## TASK PROMPT
Lines holding the string "warn" are the ones to copy; find them all in the data.

********************

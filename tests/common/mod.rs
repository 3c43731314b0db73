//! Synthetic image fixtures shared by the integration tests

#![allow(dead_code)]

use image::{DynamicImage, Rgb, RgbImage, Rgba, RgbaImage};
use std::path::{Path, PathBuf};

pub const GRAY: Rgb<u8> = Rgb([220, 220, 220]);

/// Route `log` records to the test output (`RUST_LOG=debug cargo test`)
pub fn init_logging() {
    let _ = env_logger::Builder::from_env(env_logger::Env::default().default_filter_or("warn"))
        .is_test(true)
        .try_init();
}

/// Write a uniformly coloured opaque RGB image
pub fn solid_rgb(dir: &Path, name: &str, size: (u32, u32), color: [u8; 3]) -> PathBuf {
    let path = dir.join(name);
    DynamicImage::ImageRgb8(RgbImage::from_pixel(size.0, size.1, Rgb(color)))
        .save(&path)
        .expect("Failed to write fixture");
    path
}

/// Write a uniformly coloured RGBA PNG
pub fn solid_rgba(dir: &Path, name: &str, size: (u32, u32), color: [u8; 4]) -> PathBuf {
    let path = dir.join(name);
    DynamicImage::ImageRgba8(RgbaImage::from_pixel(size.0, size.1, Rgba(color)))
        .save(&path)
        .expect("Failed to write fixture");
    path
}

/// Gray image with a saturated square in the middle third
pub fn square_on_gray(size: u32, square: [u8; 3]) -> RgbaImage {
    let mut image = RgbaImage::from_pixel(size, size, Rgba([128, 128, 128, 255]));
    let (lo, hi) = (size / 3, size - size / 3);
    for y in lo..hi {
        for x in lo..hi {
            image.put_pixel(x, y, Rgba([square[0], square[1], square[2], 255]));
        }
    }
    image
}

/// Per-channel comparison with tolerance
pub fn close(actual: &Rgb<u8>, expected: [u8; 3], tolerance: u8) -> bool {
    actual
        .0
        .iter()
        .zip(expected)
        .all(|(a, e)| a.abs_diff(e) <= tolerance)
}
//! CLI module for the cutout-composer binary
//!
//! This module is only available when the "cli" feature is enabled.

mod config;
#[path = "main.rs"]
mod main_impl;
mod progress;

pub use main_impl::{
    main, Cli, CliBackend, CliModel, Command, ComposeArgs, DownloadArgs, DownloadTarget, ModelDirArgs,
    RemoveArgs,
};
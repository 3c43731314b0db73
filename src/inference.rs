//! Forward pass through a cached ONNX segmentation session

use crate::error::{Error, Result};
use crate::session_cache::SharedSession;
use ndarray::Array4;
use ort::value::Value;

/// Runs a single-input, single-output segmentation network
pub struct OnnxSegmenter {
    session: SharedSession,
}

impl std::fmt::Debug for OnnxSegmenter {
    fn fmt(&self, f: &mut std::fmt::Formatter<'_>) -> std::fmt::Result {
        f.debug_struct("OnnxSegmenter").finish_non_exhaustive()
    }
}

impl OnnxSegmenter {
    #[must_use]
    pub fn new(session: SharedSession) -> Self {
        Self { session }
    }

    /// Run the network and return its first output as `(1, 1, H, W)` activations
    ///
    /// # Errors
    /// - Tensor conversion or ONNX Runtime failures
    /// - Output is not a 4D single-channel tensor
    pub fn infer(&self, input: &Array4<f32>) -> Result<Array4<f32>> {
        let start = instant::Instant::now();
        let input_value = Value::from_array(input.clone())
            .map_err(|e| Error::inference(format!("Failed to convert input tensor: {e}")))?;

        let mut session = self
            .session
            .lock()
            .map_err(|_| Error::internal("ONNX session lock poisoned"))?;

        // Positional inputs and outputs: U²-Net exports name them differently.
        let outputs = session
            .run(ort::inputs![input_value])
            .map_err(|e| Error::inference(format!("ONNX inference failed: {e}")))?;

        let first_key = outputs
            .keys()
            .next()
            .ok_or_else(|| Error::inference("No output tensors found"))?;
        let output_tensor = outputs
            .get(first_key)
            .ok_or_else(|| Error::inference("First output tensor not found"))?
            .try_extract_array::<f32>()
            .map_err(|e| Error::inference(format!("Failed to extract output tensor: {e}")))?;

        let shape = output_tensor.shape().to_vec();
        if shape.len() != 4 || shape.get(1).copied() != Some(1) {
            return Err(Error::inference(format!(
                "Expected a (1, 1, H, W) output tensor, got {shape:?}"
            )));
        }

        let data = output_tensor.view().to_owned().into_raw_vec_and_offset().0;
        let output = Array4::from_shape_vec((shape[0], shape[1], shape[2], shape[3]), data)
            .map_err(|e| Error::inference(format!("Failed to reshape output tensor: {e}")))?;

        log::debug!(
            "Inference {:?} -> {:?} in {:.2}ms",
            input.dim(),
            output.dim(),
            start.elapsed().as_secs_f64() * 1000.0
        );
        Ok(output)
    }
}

********************

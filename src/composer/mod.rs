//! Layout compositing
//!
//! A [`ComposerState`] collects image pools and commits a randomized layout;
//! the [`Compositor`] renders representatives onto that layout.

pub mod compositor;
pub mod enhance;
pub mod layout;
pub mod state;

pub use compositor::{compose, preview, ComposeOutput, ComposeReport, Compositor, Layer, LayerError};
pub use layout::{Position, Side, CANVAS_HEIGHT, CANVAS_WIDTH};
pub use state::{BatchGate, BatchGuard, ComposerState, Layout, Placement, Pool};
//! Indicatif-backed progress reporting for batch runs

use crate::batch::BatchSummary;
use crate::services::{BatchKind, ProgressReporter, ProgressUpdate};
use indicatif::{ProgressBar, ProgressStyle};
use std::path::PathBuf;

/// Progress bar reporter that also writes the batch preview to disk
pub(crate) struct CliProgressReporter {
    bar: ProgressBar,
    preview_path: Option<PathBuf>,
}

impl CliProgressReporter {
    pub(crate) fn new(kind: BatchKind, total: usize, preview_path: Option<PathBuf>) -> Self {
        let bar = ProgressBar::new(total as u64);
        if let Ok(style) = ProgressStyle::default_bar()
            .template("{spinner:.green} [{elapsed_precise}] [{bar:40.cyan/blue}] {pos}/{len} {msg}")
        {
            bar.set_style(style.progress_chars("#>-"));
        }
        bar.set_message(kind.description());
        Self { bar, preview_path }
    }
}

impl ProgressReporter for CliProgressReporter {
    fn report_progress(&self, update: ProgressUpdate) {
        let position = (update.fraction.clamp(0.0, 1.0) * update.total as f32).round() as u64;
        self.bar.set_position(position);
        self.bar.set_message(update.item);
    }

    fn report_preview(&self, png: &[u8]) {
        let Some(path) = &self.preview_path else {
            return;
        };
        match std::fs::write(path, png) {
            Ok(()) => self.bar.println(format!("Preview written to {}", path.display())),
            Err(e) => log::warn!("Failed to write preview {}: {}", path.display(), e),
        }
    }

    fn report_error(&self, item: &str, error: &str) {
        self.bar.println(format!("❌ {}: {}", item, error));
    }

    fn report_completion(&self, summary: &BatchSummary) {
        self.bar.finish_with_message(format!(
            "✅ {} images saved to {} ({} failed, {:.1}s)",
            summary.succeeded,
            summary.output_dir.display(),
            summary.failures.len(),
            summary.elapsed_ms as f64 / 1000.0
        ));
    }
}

********************

## ANSWER SPACE
    let _ = env_logger::Builder::from_env(env_logger::Env::default().default_filter_or("warn"))
            Err(e) => log::warn!("Failed to write preview {}: {}", path.display(), e),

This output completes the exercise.